- 10th March 2022
By Dr Simon Batchelor (Gamos Ltd. / Loughborough University).
This working paper describes a consumer or user journey for someone accessing modern energy cooking services. Consumer Journeys are often specific to a retailer of a product or provider of a service, and are used to ensure that the user can access the products or services with ‘minimal pain points’. They are generally a specific management tool that enables companies to determine where best to apply resources. They can describe everything from a journey through a website (and whether it leads easily to online purchase), to the experience entering a supermarket.
In this paper however, we consider how households in Africa and developing Asia might consider changing from their existing cooking equipment (majority being wood and charcoal), to accessing a modern energy cooking service (either equipment, or a pay as you go service). As such it is a generic speculative journey, and this framework is presented as a starter for where the joys and pains of that journey might be. We hope it provides a framework for those promoting modern energy cooking services whether as a specific product or service. The journey is populated with insights generated across the MECS research, including Discrete Choice Modelling, Cooking Diary evidence, focus groups, stakeholder workshops, among others, and from the wider literature on consumer journeys and from relevant national data (e.g. Multi Tier Framework Data (ESMAP), National DHS and LSMS data (World Bank+). Together they provide insights as to how people set their criteria and make choices.
For us we chose the following stages for the consumer journey:
- Awareness – Consumer becomes aware that cooking with modern energy is a possibility
- Consideration – Consumer considers the idea of partial or total replacement of existing cooking regime.
- Intention – Consumer makes a decision to, (ie intends to) acquire.

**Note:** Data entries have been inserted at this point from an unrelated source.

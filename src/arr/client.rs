use super::types::{ManualImportCommand, ManualImportFile, ManualImportItem, RadarrLanguage};
use crate::config::RadarrConfig;
use anyhow::{Context, Result};
use reqwest::{Client, RequestBuilder, Response};
use serde::de::DeserializeOwned;
use serde::Serialize;
use std::time::Duration;

/// Request timeout for Radarr API calls; manual import scans can be slow
const REQUEST_TIMEOUT: Duration = Duration::from_secs(30);

/// Media-management operations the import step needs
#[async_trait::async_trait]
pub trait MovieLibrary: Send + Sync {
    /// Files Radarr would import from `folder` for the movie
    async fn list_import_candidates(
        &self,
        movie_id: i64,
        folder: &str,
    ) -> Result<Vec<ManualImportItem>>;

    /// Languages Radarr can tag files with
    async fn list_languages(&self) -> Result<Vec<RadarrLanguage>>;

    /// Trigger a manual import of the given files
    async fn import_files(&self, files: Vec<ManualImportFile>) -> Result<()>;

    /// Remove a movie file record
    async fn delete_movie_file(&self, movie_file_id: i64) -> Result<()>;
}

pub struct RadarrClient {
    client: Client,
    base_url: String,
    api_key: String,
}

impl RadarrClient {
    pub fn new(config: &RadarrConfig) -> Self {
        let client = Client::builder()
            .timeout(REQUEST_TIMEOUT)
            .build()
            .unwrap_or_else(|e| {
                tracing::warn!("Failed to build HTTP client with timeout: {}", e);
                Client::new()
            });

        Self {
            client,
            base_url: config.url.trim_end_matches('/').to_string(),
            api_key: config.api_key.clone(),
        }
    }

    fn url(&self, path: &str) -> String {
        format!("{}/api/v3{}", self.base_url, path)
    }

    async fn send(&self, request: RequestBuilder, context_msg: &str) -> Result<Response> {
        let response = request
            .header("X-Api-Key", &self.api_key)
            .header("Accept", "application/json")
            .send()
            .await
            .with_context(|| context_msg.to_string())?;

        let status = response.status();
        tracing::debug!("[INCOMING] {} {}", response.url(), status);

        if !status.is_success() {
            let error = response.text().await.unwrap_or_default();
            anyhow::bail!("{} ({}): {}", context_msg, status, error);
        }
        Ok(response)
    }

    async fn get<T: DeserializeOwned>(&self, path: &str, query: &[(&str, String)]) -> Result<T> {
        let context_msg = format!("Failed to GET {}", path);
        tracing::debug!("[OUTGOING] GET {} {:?}", path, query);

        let response = self
            .send(self.client.get(self.url(path)).query(query), &context_msg)
            .await?;
        response.json().await.context(context_msg)
    }

    async fn post_command<T: Serialize>(&self, command: &T, context_msg: &str) -> Result<()> {
        tracing::debug!("[OUTGOING] POST /command");
        self.send(self.client.post(self.url("/command")).json(command), context_msg)
            .await?;
        Ok(())
    }
}

#[async_trait::async_trait]
impl MovieLibrary for RadarrClient {
    async fn list_import_candidates(
        &self,
        movie_id: i64,
        folder: &str,
    ) -> Result<Vec<ManualImportItem>> {
        self.get(
            "/manualimport",
            &[
                ("movieId", movie_id.to_string()),
                ("folder", folder.to_string()),
                ("filterExistingFiles", "false".to_string()),
            ],
        )
        .await
    }

    async fn list_languages(&self) -> Result<Vec<RadarrLanguage>> {
        self.get("/language", &[]).await
    }

    async fn import_files(&self, files: Vec<ManualImportFile>) -> Result<()> {
        let command = ManualImportCommand {
            name: "ManualImport",
            import_mode: "auto",
            files,
        };

        self.post_command(&command, "Failed to trigger Radarr manual import")
            .await
    }

    async fn delete_movie_file(&self, movie_file_id: i64) -> Result<()> {
        let path = format!("/moviefile/{}", movie_file_id);
        tracing::debug!("[OUTGOING] DELETE {}", path);
        self.send(
            self.client.delete(self.url(&path)),
            &format!("Failed to delete movie file {}", movie_file_id),
        )
        .await?;
        Ok(())
    }
}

- Acquisition – Consumer acquires the relevant devices or services based on their choices
- Experience – Consumer experiences the device(s)/service
- Service/Enhancement – Consumer may require after sales support
- Advocacy – Consumer tells their friends and family of their experiences (good or bad)
- End of life – The device has to be disposed of, or upgraded, or a new device purchased.
For each of these stages we consider:
- The consumer ‘moments’, i.e. the information flows, touch points, and transactions,
- The consumer’s connections (networks, the ‘who’ of the story),
- The consumer’s thought and feelings, and
- The context (or control factors) within which the journey takes place.
Walking through the consumer journey illustrates and draws attention to the myriad of moments which may make or break an acquisition. It is presented as a linear journey but often it is more cyclical as one consumer gets a product or service and advocates with their friends, family, neighbours and strangers, which in turn may prompt a new consumer journey by a new consumer. Or indeed the original consumer may go through the journey again in upgrading their existing appliance or getting an auxiliary or associated appliance.
The overall journey is complex and the above image for this blog is too small to read (and of insufficient quality), however a full quality image is in the working paper. The diagram reads left to right and top to bottom. Across the top the stages are approximated to columns, within which we explore the moments, the connections to people, explore the thoughts and feelings of the consumer and in the last band, make reference to the context and possible control factors
While the stages may be common to most if not all consumers, the exact navigation, i.e. the specific steps, across the diagram will likely vary according to the individual and their household. To complete the paper the five personas identified through discrete choice modelling across 6 countries, are used to describe a typical path across the map, the specific journey for that persona.
We welcome comment on this paper and hope it forms the basis for future discussion, research and planning of integrated modern energy programmes inclusive of clean cooking.